U.S. telecommunications company Ribbon Communications reported a compromise of its IT network, potentially involving hackers acting on behalf of a foreign state. The incident began in December 2024 but was only discovered nine months later, in September 2025.
Ribbon develops networking and communications solutions for telecommunications operators and critical infrastructure worldwide. The company’s clients include the U.S. Department of Defense, the Los Angeles city government and the Los Angeles Public Library, the University of Texas at Austin, as well as major telecom providers, including Verizon, BT, Deutsche Telekom, SoftBank, and TalkTalk.
In a report filed with the U.S. Securities and Exchange Commission, the company states that it learned of unauthorized access to its systems in early September. Representatives of Ribbon claim that they quickly contained the attack and blocked the intruders’ access. An investigation into the incident is ongoing, with federal law enforcement and external cybersecurity specialists already involved.
It is noted that no indications of a critical data leak have been found. Nevertheless, the company confirms that the attackers gained access to files belonging to a number of customers that were stored on two laptops outside the main network.
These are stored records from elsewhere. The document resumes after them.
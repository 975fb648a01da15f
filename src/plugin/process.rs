//! Plugin process spawning and supervision
//!
//! Builds the child command line, injects the bridge environment, reads
//! the handshake line and drains everything else the child prints into a
//! [`PluginLogSink`].

use std::path::{Path, PathBuf};
use std::process::Stdio;
use std::sync::Arc;
use std::time::Duration;
use tokio::io::{AsyncBufReadExt, AsyncRead, BufReader};
use tokio::process::{Child, ChildStdout, Command};
use tokio::task::JoinHandle;

use crate::error::BridgeError;
use crate::logging::PluginLogSink;
use crate::plugin::config::{LanguageKind, PluginOptions};
use crate::protocol::handshake::{
    HandshakeError, HandshakeLine, LOG_LEVEL_ENV, MAGIC_COOKIE_KEY, MAGIC_COOKIE_VALUE,
    TRANSPORT_ENV,
};
use crate::transport::TransportStyle;

/// How long a child gets to exit after SIGTERM before it is killed
const TERMINATE_GRACE: Duration = Duration::from_secs(2);

/// Upper bound on waiting for the output drains after the child is gone
const DRAIN_WAIT: Duration = Duration::from_millis(500);

#[derive(Debug, Clone, Copy, PartialEq, Eq)]
pub enum ProcessState {
    Starting,
    Connected,
    Dead,
}

/// A running plugin child process
pub struct PluginProcess {
    path: PathBuf,
    interpreter: Option<PathBuf>,
    style: TransportStyle,
    pid: Option<u32>,
    state: ProcessState,
    child: Child,
    stdout: Option<BufReader<ChildStdout>>,
    sink: Arc<PluginLogSink>,
    drains: Vec<JoinHandle<()>>,
}

impl PluginProcess {
    /// Start the plugin. Fails with `LaunchFailed` before anything is
    /// spawned if the executable or script is missing.
    pub async fn spawn(
        path: &Path,
        options: &PluginOptions,
        style: TransportStyle,
        sink: Arc<PluginLogSink>,
    ) -> Result<Self, BridgeError> {
        let launch_failed = |reason: String| BridgeError::LaunchFailed {
            path: path.to_path_buf(),
            reason,
        };

        let mut cmd = match options.language {
            LanguageKind::Native => {
                if !path.is_file() {
                    return Err(launch_failed("plugin executable does not exist".into()));
                }
                Command::new(path)
            }
            LanguageKind::Scripted => {
                let interpreter = options
                    .interpreter
                    .as_ref()
                    .ok_or_else(|| launch_failed("no interpreter configured".into()))?;
                if !path.is_file() {
                    return Err(launch_failed("plugin script does not exist".into()));
                }
                let mut cmd = Command::new(interpreter);
                cmd.arg(path);
                cmd
            }
        };

        let log_level = if options.log.verbose { "debug" } else { "info" };
        cmd.env(MAGIC_COOKIE_KEY, MAGIC_COOKIE_VALUE)
            .env(TRANSPORT_ENV, style.as_str())
            .env(LOG_LEVEL_ENV, log_level)
            .stdin(Stdio::null())
            .stdout(Stdio::piped())
            .stderr(Stdio::piped())
            .kill_on_drop(true); // Prevent orphans if the handle is dropped

        let mut child = cmd.spawn().map_err(|e| {
            let program = options
                .interpreter
                .as_deref()
                .filter(|_| options.language == LanguageKind::Scripted)
                .unwrap_or(path);
            launch_failed(format!("failed to spawn {}: {}", program.display(), e))
        })?;

        let pid = child.id();
        tracing::info!(
            plugin = %path.display(),
            pid = ?pid,
            language = %options.language,
            transport = %style,
            "Plugin process started"
        );

        let stdout = child.stdout.take().map(BufReader::new);
        let mut drains = Vec::new();
        if let Some(stderr) = child.stderr.take() {
            drains.push(spawn_drain(stderr, sink.clone(), Stream::Stderr));
        }

        Ok(Self {
            path: path.to_path_buf(),
            interpreter: options.interpreter.clone(),
            style,
            pid,
            state: ProcessState::Starting,
            child,
            stdout,
            sink,
            drains,
        })
    }

    pub fn path(&self) -> &Path {
        &self.path
    }

    pub fn interpreter(&self) -> Option<&Path> {
        self.interpreter.as_deref()
    }

    pub fn style(&self) -> TransportStyle {
        self.style
    }

    pub fn pid(&self) -> Option<u32> {
        self.pid
    }

    pub fn state(&self) -> ProcessState {
        self.state
    }

    pub fn mark_connected(&mut self) {
        if self.state == ProcessState::Starting {
            self.state = ProcessState::Connected;
        }
    }

    /// Whether the child is still running
    pub fn is_alive(&mut self) -> bool {
        match self.child.try_wait() {
            Ok(Some(_)) => false,
            Ok(None) => true,
            Err(_) => false,
        }
    }

    /// Read the handshake line from stdout. Whatever the child prints
    /// afterwards is forwarded to the log sink.
    pub async fn wait_for_handshake(
        &mut self,
        timeout: Duration,
    ) -> Result<HandshakeLine, HandshakeError> {
        let mut stdout = self.stdout.take().ok_or(HandshakeError::ProcessExited)?;

        let mut line = String::new();
        let read = tokio::time::timeout(timeout, stdout.read_line(&mut line))
            .await
            .map_err(|_| HandshakeError::Timeout(timeout))?;

        match read {
            Ok(0) | Err(_) => return Err(HandshakeError::ProcessExited),
            Ok(_) => {}
        }

        self.drains
            .push(spawn_drain(stdout, self.sink.clone(), Stream::Stdout));

        tracing::debug!(plugin = %self.path.display(), line = line.trim(), "Handshake received");
        line.parse()
    }

    /// Stop the child: SIGTERM, a short grace period, then kill. Calling
    /// this on a dead process is a no-op.
    pub async fn kill(&mut self) -> Result<(), BridgeError> {
        if self.state == ProcessState::Dead {
            return Ok(());
        }
        self.state = ProcessState::Dead;

        if self.is_alive() {
            self.terminate().await?;
        }

        for drain in self.drains.drain(..) {
            let abort = drain.abort_handle();
            if tokio::time::timeout(DRAIN_WAIT, drain).await.is_err() {
                abort.abort();
            }
        }

        tracing::info!(plugin = %self.path.display(), pid = ?self.pid, "Plugin process stopped");
        Ok(())
    }

    #[cfg(unix)]
    async fn terminate(&mut self) -> Result<(), BridgeError> {
        use nix::sys::signal::{self, Signal};
        use nix::unistd::Pid;

        if let Some(pid) = self.pid {
            if let Err(e) = signal::kill(Pid::from_raw(pid as i32), Signal::SIGTERM) {
                tracing::debug!(pid, "SIGTERM failed: {}", e);
            } else if let Ok(status) =
                tokio::time::timeout(TERMINATE_GRACE, self.child.wait()).await
            {
                tracing::debug!(pid, status = ?status, "Plugin exited after SIGTERM");
                return Ok(());
            }
        }

        self.force_kill().await
    }

    #[cfg(not(unix))]
    async fn terminate(&mut self) -> Result<(), BridgeError> {
        self.force_kill().await
    }

    async fn force_kill(&mut self) -> Result<(), BridgeError> {
        match self.child.kill().await {
            Ok(()) => Ok(()),
            // Exited between the liveness check and the kill
            Err(e) if e.kind() == std::io::ErrorKind::InvalidInput => Ok(()),
            Err(e) => Err(BridgeError::ShutdownFailed(format!(
                "failed to kill {}: {}",
                self.path.display(),
                e
            ))),
        }
    }
}

#[derive(Debug, Clone, Copy)]
enum Stream {
    Stdout,
    Stderr,
}

fn spawn_drain<R>(reader: R, sink: Arc<PluginLogSink>, stream: Stream) -> JoinHandle<()>
where
    R: AsyncRead + Unpin + Send + 'static,
{
    tokio::spawn(async move {
        let mut lines = BufReader::new(reader).lines();
        while let Ok(Some(line)) = lines.next_line().await {
            match stream {
                Stream::Stdout => sink.write_stdout(&line).await,
                Stream::Stderr => sink.write_stderr(&line).await,
            }
        }
    })
}

#[cfg(all(test, unix))]
mod tests {
    use super::*;
    use crate::plugin::config::LogOptions;
    use std::io::Write;

    fn script(body: &str) -> tempfile::TempPath {
        let mut file = tempfile::Builder::new().suffix(".sh").tempfile().unwrap();
        writeln!(file, "{body}").unwrap();
        file.into_temp_path()
    }

    fn shell() -> PluginOptions {
        PluginOptions::new().with_interpreter("/bin/sh")
    }

    async fn sink() -> Arc<PluginLogSink> {
        Arc::new(
            PluginLogSink::open(Path::new("test"), &LogOptions::default())
                .await
                .unwrap(),
        )
    }

    #[tokio::test]
    async fn test_missing_executable() {
        let result = PluginProcess::spawn(
            Path::new("/definitely/not/a/plugin"),
            &PluginOptions::default(),
            TransportStyle::Multiplexed,
            sink().await,
        )
        .await;
        assert!(matches!(result, Err(BridgeError::LaunchFailed { .. })));
    }

    #[tokio::test]
    async fn test_missing_interpreter() {
        let path = script("exit 0");
        let options = PluginOptions::new().with_interpreter("/definitely/not/an/interpreter");
        let result =
            PluginProcess::spawn(&path, &options, TransportStyle::Multiplexed, sink().await).await;
        assert!(matches!(result, Err(BridgeError::LaunchFailed { .. })));
    }

    #[tokio::test]
    async fn test_environment_and_handshake() {
        let path = script(
            "echo \"1|1|tcp|127.0.0.1:4000|$PLUGIN_BRIDGE_TRANSPORT\"\nsleep 5",
        );
        let mut process = PluginProcess::spawn(
            &path,
            &shell(),
            TransportStyle::Simple,
            sink().await,
        )
        .await
        .unwrap();
        assert_eq!(process.state(), ProcessState::Starting);

        let line = process
            .wait_for_handshake(Duration::from_secs(5))
            .await
            .unwrap();
        assert_eq!(line.protocol, TransportStyle::Simple);
        assert_eq!(line.address.port(), 4000);

        process.kill().await.unwrap();
        assert_eq!(process.state(), ProcessState::Dead);
        assert!(!process.is_alive());
        process.kill().await.unwrap();
    }

    #[tokio::test]
    async fn test_handshake_process_exited() {
        let path = script("echo oops >&2\nexit 1");
        let mut process = PluginProcess::spawn(
            &path,
            &shell(),
            TransportStyle::Multiplexed,
            sink().await,
        )
        .await
        .unwrap();

        let err = process
            .wait_for_handshake(Duration::from_secs(5))
            .await
            .unwrap_err();
        assert_eq!(err, HandshakeError::ProcessExited);
        process.kill().await.unwrap();
    }

    #[tokio::test]
    async fn test_handshake_timeout() {
        let path = script("sleep 5");
        let mut process = PluginProcess::spawn(
            &path,
            &shell(),
            TransportStyle::Multiplexed,
            sink().await,
        )
        .await
        .unwrap();

        let err = process
            .wait_for_handshake(Duration::from_millis(200))
            .await
            .unwrap_err();
        assert!(matches!(err, HandshakeError::Timeout(_)));
        process.kill().await.unwrap();
    }
}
According to Reuters sources, the affected parties include three small Ribbon customers.
Although Ribbon does not name a specific hacker group that may have been behind this attack, experts note similarities to a series of last year’s breaches of telecom companies attributed to the cyber-espionage group Salt Typhoon. At the time, CISA and the FBI warned of the compromise of numerous operators in the US and other countries, including AT&T, Verizon, Lumen, Charter, and Windstream.